Buchyk, described in the indictment as an actress and model, testified that she had dinner in Miami with Melgen and Menendez and that Melgen had joked that Menendez was "the guy" who had gotten her visa. But under defense cross-examination, she added she had also separately received a student visa, a work visa and a green card and "nothing has to do with the senator, nothing."
Defense attorneys have said it was customary for Menendez to help with visa applications, and not improper. On cross-examination of Polanco-Suera, an attorney for Melgen sought to show that the visa was granted primarily because the second interviewer took the time to fairly consider the sisters' application, which included the letter from Menendez.

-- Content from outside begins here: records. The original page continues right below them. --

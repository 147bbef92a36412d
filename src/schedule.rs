//! Deferred work with cancellation handles.
//!
//! Every timer in the page (throttle trailing edge, staggered skill bars,
//! toast sequencing, simulated form latency) goes through [`Scheduler`] so a
//! component can drop a superseded task instead of letting it fire against a
//! changed element. The browser implementation lives in the front end; tests
//! use [`ManualScheduler`].

use std::{
    cell::{Cell, RefCell},
    rc::Rc,
};

pub type Task = Box<dyn FnOnce()>;

pub trait Scheduler {
    fn schedule(&self, delay_ms: u32, task: Task) -> TaskHandle;
}

/// Owning handle for a scheduled task. Dropping it cancels the task, the same
/// way dropping a `gloo_timers` timeout clears it.
#[must_use = "dropping a TaskHandle cancels the task; call `forget` to detach it"]
pub struct TaskHandle {
    cancel: Option<Box<dyn FnOnce()>>,
    detach: Option<Box<dyn FnOnce()>>,
}

impl TaskHandle {
    pub fn new(cancel: impl FnOnce() + 'static) -> Self {
        Self {
            cancel: Some(Box::new(cancel)),
            detach: None,
        }
    }

    /// `detach` runs instead of `cancel` when the handle is forgotten, for
    /// timers whose owner would clear them when dropped.
    pub fn with_detach(cancel: impl FnOnce() + 'static, detach: impl FnOnce() + 'static) -> Self {
        Self {
            cancel: Some(Box::new(cancel)),
            detach: Some(Box::new(detach)),
        }
    }

    pub fn cancel(mut self) {
        if let Some(cancel) = self.cancel.take() {
            cancel();
        }
    }

    /// Let the task run to completion without keeping the handle around.
    pub fn forget(mut self) {
        self.cancel = None;
        if let Some(detach) = self.detach.take() {
            detach();
        }
    }
}

impl Drop for TaskHandle {
    fn drop(&mut self) {
        if let Some(cancel) = self.cancel.take() {
            cancel();
        }
    }
}

struct PendingTask {
    due: u64,
    seq: u64,
    cancelled: Rc<Cell<bool>>,
    task: Task,
}

#[derive(Default)]
struct ManualQueue {
    now: u64,
    next_seq: u64,
    tasks: Vec<PendingTask>,
}

/// Virtual clock: nothing runs until [`ManualScheduler::advance`] is called.
#[derive(Default)]
pub struct ManualScheduler {
    queue: RefCell<ManualQueue>,
}

impl ManualScheduler {
    pub fn new() -> Self {
        Self::default()
    }

    pub fn now(&self) -> u64 {
        self.queue.borrow().now
    }

    /// Number of tasks still waiting that have not been cancelled.
    pub fn pending(&self) -> usize {
        self.queue
            .borrow()
            .tasks
            .iter()
            .filter(|task| !task.cancelled.get())
            .count()
    }

    /// Move the clock forward by `ms`, running every task that falls due on the
    /// way in (due time, scheduling order) order. Tasks scheduled by a running
    /// task are picked up if they fall due inside the same window.
    pub fn advance(&self, ms: u64) {
        let target = self.now().saturating_add(ms);

        while let Some(next) = self.pop_due(target) {
            if !next.cancelled.get() {
                (next.task)();
            }
        }

        self.queue.borrow_mut().now = target;
    }

    fn pop_due(&self, target: u64) -> Option<PendingTask> {
        let mut queue = self.queue.borrow_mut();
        let index = queue
            .tasks
            .iter()
            .enumerate()
            .filter(|(_, task)| task.due <= target)
            .min_by_key(|(_, task)| (task.due, task.seq))
            .map(|(index, _)| index)?;

        let task = queue.tasks.swap_remove(index);
        queue.now = queue.now.max(task.due);
        Some(task)
    }
}

impl Scheduler for ManualScheduler {
    fn schedule(&self, delay_ms: u32, task: Task) -> TaskHandle {
        let cancelled = Rc::new(Cell::new(false));
        {
            let mut queue = self.queue.borrow_mut();
            let due = queue.now.saturating_add(u64::from(delay_ms));
            let seq = queue.next_seq;
            queue.next_seq += 1;
            queue.tasks.push(PendingTask {
                due,
                seq,
                cancelled: Rc::clone(&cancelled),
                task,
            });
        }

        TaskHandle::new(move || cancelled.set(true))
    }
}

/// Delay for the `index`-th item of a staggered sequence.
pub fn stagger_delay(index: usize, step_ms: u32) -> u32 {
    u32::try_from(index)
        .unwrap_or(u32::MAX)
        .saturating_mul(step_ms)
}

#[cfg(test)]
mod tests {
    use super::*;

    fn recorder() -> (Rc<RefCell<Vec<&'static str>>>, impl Fn(&'static str) -> Task) {
        let log = Rc::new(RefCell::new(Vec::new()));
        let push = {
            let log = Rc::clone(&log);
            move |label: &'static str| -> Task {
                let log = Rc::clone(&log);
                Box::new(move || log.borrow_mut().push(label))
            }
        };
        (log, push)
    }

    #[test]
    fn tasks_run_in_due_then_scheduling_order() {
        let scheduler = ManualScheduler::new();
        let (log, task) = recorder();

        scheduler.schedule(200, task("late")).forget();
        scheduler.schedule(100, task("first")).forget();
        scheduler.schedule(100, task("second")).forget();

        scheduler.advance(99);
        assert!(log.borrow().is_empty());

        scheduler.advance(200);
        assert_eq!(*log.borrow(), vec!["first", "second", "late"]);
        assert_eq!(scheduler.now(), 299);
    }

    #[test]
    fn dropping_handle_cancels_task() {
        let scheduler = ManualScheduler::new();
        let (log, task) = recorder();

        let handle = scheduler.schedule(10, task("dropped"));
        drop(handle);
        scheduler.schedule(10, task("kept")).forget();

        assert_eq!(scheduler.pending(), 1);
        scheduler.advance(10);
        assert_eq!(*log.borrow(), vec!["kept"]);
    }

    #[test]
    fn explicit_cancel_prevents_run() {
        let scheduler = ManualScheduler::new();
        let (log, task) = recorder();

        scheduler.schedule(5, task("cancelled")).cancel();
        scheduler.advance(50);

        assert!(log.borrow().is_empty());
    }

    #[test]
    fn nested_tasks_due_inside_window_run() {
        let scheduler = Rc::new(ManualScheduler::new());
        let log = Rc::new(RefCell::new(Vec::new()));

        let inner_scheduler = Rc::clone(&scheduler);
        let inner_log = Rc::clone(&log);
        scheduler
            .schedule(
                100,
                Box::new(move || {
                    inner_log.borrow_mut().push(inner_scheduler.now());
                    let log = Rc::clone(&inner_log);
                    let clock = Rc::clone(&inner_scheduler);
                    inner_scheduler
                        .schedule(300, Box::new(move || log.borrow_mut().push(clock.now())))
                        .forget();
                }),
            )
            .forget();

        scheduler.advance(1_000);
        assert_eq!(*log.borrow(), vec![100, 400]);
    }

    #[test]
    fn forget_runs_detach_instead_of_cancel() {
        let calls = Rc::new(RefCell::new(Vec::new()));
        let handle = |calls: &Rc<RefCell<Vec<&'static str>>>| {
            let on_cancel = Rc::clone(calls);
            let on_detach = Rc::clone(calls);
            TaskHandle::with_detach(
                move || on_cancel.borrow_mut().push("cancel"),
                move || on_detach.borrow_mut().push("detach"),
            )
        };

        handle(&calls).forget();
        drop(handle(&calls));

        assert_eq!(*calls.borrow(), vec!["detach", "cancel"]);
    }

    #[test]
    fn stagger_delay_saturates() {
        assert_eq!(stagger_delay(0, 200), 0);
        assert_eq!(stagger_delay(3, 200), 600);
        assert_eq!(stagger_delay(usize::MAX, 200), u32::MAX);
    }
}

Under questioning from defense attorney Abbe Lowell, a State Department official testified that the department receives "thousands" of congressional inquiries each year about foreign visa applications and that it wouldn't be uncommon for a second interview to be granted once an inquiry is made.
Menendez is charged with accepting bribes from Melgen in the form of vacations in the Caribbean and flights on Melgen's private plane.
The indictment alleges that, in addition to the visas, Menendez lobbied government officials on behalf of Melgen in a Medicare billing dispute and a contract dispute involving a company Melgen owned that sought to provide port security equipment in the Dominican Republic.
Menendez and Melgen have contended in court filings, and their attorneys alleged in their opening statements last week, that the gifts were evidence of the pair's longtime friendship and mutual affection, not a corrupt agreement.
The most serious charge Menendez and Melgen each face, honest services fraud, carries a maximum 20-year sentence.